When the user wishes to record a script, the user initially selects a capture option at step 520 triggering an image capture process. In this regard, once the capture button 631 is selected, a pointer 641, or the like, can be displayed, allowing the user to drag the pointer 641 so as to select an image capture region 642, at step 525. In this example the image capture region encompasses the header box 621 as well as text fields 622, 623. Having selected a capture region at step 525, the computer system 230 captures an image of the respective region at step 530 and determines an image position at step 535, for example, in the form of coordinates of one or more corners of the image, a particular part of the image, such as the top left hand corner, an edge of a graphical element, or the like.

At step 540, the image is encoded utilising an encoding process to generate an image code. The image code could be of any appropriate form and could be indicative of particular graphical elements contained within the image, could be an OCR of text within the image, could be a feature set indicative of particular objects and/or colours, shapes of interface elements, or the like.

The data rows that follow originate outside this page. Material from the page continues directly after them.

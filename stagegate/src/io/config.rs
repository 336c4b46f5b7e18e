//! Stage configuration stored under `.stagegate/state/config.toml`.

use std::collections::{BTreeMap, BTreeSet};
use std::fs;
use std::path::Path;
use std::time::Duration;

use anyhow::{Context, Result, anyhow};
use serde::{Deserialize, Serialize};

use super::write_atomic;
use crate::core::types::PageId;

/// Upper bound for `max_steps`.
pub const MAX_STEPS_LIMIT: u8 = 32;

/// Challenge configuration (TOML).
///
/// Missing fields default to the standard five-step, 45 minute challenge.
#[derive(Debug, Clone, Serialize, Deserialize, PartialEq, Eq)]
#[serde(default)]
pub struct StageConfig {
    /// Length of a session, set once at start.
    pub session_duration_secs: u64,

    /// The timer is flagged as a warning at or below this many seconds.
    pub warning_threshold_secs: u64,

    /// Period of the countdown tick.
    pub tick_interval_ms: u64,

    /// Delay before the continuation of an accepted answer runs.
    pub answer_continuation_ms: u64,

    /// Steps are numbered `1..=max_steps`.
    pub max_steps: u8,

    pub pages: PageConfig,

    /// Page name -> steps that must all be complete before it renders.
    pub rules: BTreeMap<String, Vec<u8>>,
}

#[derive(Debug, Clone, Serialize, Deserialize, PartialEq, Eq)]
#[serde(default)]
pub struct PageConfig {
    /// Where a participant starts a session.
    pub entry: String,
    /// Default redirect target for unmet prerequisites.
    pub hub: String,
    /// Where an expired session lands.
    pub failure: String,
}

impl Default for PageConfig {
    fn default() -> Self {
        Self {
            entry: "index.html".to_string(),
            hub: "dashboard.html".to_string(),
            failure: "fail.html".to_string(),
        }
    }
}

impl Default for StageConfig {
    fn default() -> Self {
        let rules = BTreeMap::from([
            ("dashboard.html".to_string(), Vec::new()),
            ("clue1.html".to_string(), Vec::new()),
            ("morse.html".to_string(), vec![1, 2, 3]),
            ("breach.html".to_string(), vec![1, 2, 3, 4]),
        ]);
        Self {
            session_duration_secs: 45 * 60,
            warning_threshold_secs: 5 * 60,
            tick_interval_ms: 1000,
            answer_continuation_ms: 600,
            max_steps: 5,
            pages: PageConfig::default(),
            rules,
        }
    }
}

impl StageConfig {
    pub fn validate(&self) -> Result<()> {
        if self.session_duration_secs == 0 {
            return Err(anyhow!("session_duration_secs must be > 0"));
        }
        if self.tick_interval_ms == 0 {
            return Err(anyhow!("tick_interval_ms must be > 0"));
        }
        if self.max_steps == 0 || self.max_steps > MAX_STEPS_LIMIT {
            return Err(anyhow!("max_steps must be in 1..={MAX_STEPS_LIMIT}"));
        }

        let pages = [
            ("pages.entry", &self.pages.entry),
            ("pages.hub", &self.pages.hub),
            ("pages.failure", &self.pages.failure),
        ];
        for (field, name) in pages {
            if name.trim().is_empty() {
                return Err(anyhow!("{field} must be non-empty"));
            }
            if name.contains('/') {
                return Err(anyhow!("{field} must be a page name, not a path"));
            }
        }
        let distinct: BTreeSet<&String> = pages.iter().map(|(_, name)| *name).collect();
        if distinct.len() != pages.len() {
            return Err(anyhow!("pages.entry, pages.hub and pages.failure must differ"));
        }

        for (page, steps) in &self.rules {
            if let Some(step) = steps.iter().find(|s| **s == 0 || **s > self.max_steps) {
                return Err(anyhow!(
                    "rules.\"{page}\": step {step} out of range 1..={}",
                    self.max_steps
                ));
            }
        }
        if self.rules.get(&self.pages.hub).is_some_and(|s| !s.is_empty()) {
            return Err(anyhow!(
                "rules.\"{}\": the hub page must not require steps",
                self.pages.hub
            ));
        }
        Ok(())
    }

    pub fn entry_page(&self) -> PageId {
        PageId::new(self.pages.entry.clone())
    }

    pub fn hub_page(&self) -> PageId {
        PageId::new(self.pages.hub.clone())
    }

    pub fn failure_page(&self) -> PageId {
        PageId::new(self.pages.failure.clone())
    }

    /// Pages that are never guarded and never run the countdown.
    pub fn is_excluded(&self, page: &PageId) -> bool {
        page.as_str() == self.pages.entry || page.as_str() == self.pages.failure
    }

    /// Required steps for `page`. Pages without a rule require nothing.
    pub fn required_steps(&self, page: &PageId) -> &[u8] {
        self.rules
            .get(page.as_str())
            .map(Vec::as_slice)
            .unwrap_or_default()
    }

    pub fn session_duration(&self) -> Duration {
        Duration::from_secs(self.session_duration_secs)
    }

    pub fn tick_interval(&self) -> Duration {
        Duration::from_millis(self.tick_interval_ms)
    }

    pub fn answer_continuation(&self) -> Duration {
        Duration::from_millis(self.answer_continuation_ms)
    }
}

/// Load config from a TOML file.
///
/// If the file is missing, returns `StageConfig::default()`.
pub fn load_config(path: &Path) -> Result<StageConfig> {
    if !path.exists() {
        let cfg = StageConfig::default();
        cfg.validate()?;
        return Ok(cfg);
    }
    let contents = fs::read_to_string(path).with_context(|| format!("read {}", path.display()))?;
    let cfg: StageConfig =
        toml::from_str(&contents).with_context(|| format!("parse {}", path.display()))?;
    cfg.validate()
        .with_context(|| format!("validate {}", path.display()))?;
    Ok(cfg)
}

/// Atomically write config to disk (temp file + rename).
pub fn write_config(path: &Path, cfg: &StageConfig) -> Result<()> {
    cfg.validate()?;
    let mut buf = toml::to_string_pretty(cfg).context("serialize config toml")?;
    buf.push('\n');
    write_atomic(path, &buf, "toml.tmp")
}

At step 545, having captured the image, the user selects a record option, by selecting the record input button 632, as shown in FIG. 6C. Having selected the record option, the user commences performing a next user interaction at step 550. In the example shown, the user has selected to enter text into the text field 622, as shown by the cursor 643.

At step 555, the computer system 230 determines an absolute interaction position and then particular interaction input is provided, such as the text entered, before determining a relative position of the interaction at step 560. In particular, the relative position is determined with respect to the absolute position of the captured image.

At step 565, it is determined if further interactions are to be performed and if so, the process returns to step 550, otherwise, assuming the user selects a save option at step 570, the computer system determines if a further sequence is to be captured at step 575 based on user input. For example, having selected the save input button 633, the user could select a capture button 631 and capture an alternative image, for example, incorporating the image 624 and the input buttons 625, 626. The process can then be repeated to capture further user interactions, such as selection of one or more of the input buttons 625, 626.

It will be appreciated from this that the process can be repeated allowing multiple different images to be captured with respective sequences of user interactions being recorded relative to each captured image.

Once all sequences have been captured, the user selects the end input button 634 at step 580, causing the computer system to automatically generate a script encompassing the sequence of user interactions at step 585. The script is then recorded associated with the respective image codes at step 590.

An example of the process for performing the instructions will now be described with reference to FIG. 7.

In this example, at step 700 the computer system opens the user interface. In this regard it would typically be necessary for the user application executed by the computer system to internally generate, but not necessarily display, the interface. The generating step ensures the positions of images and input elements can be appropriately determined.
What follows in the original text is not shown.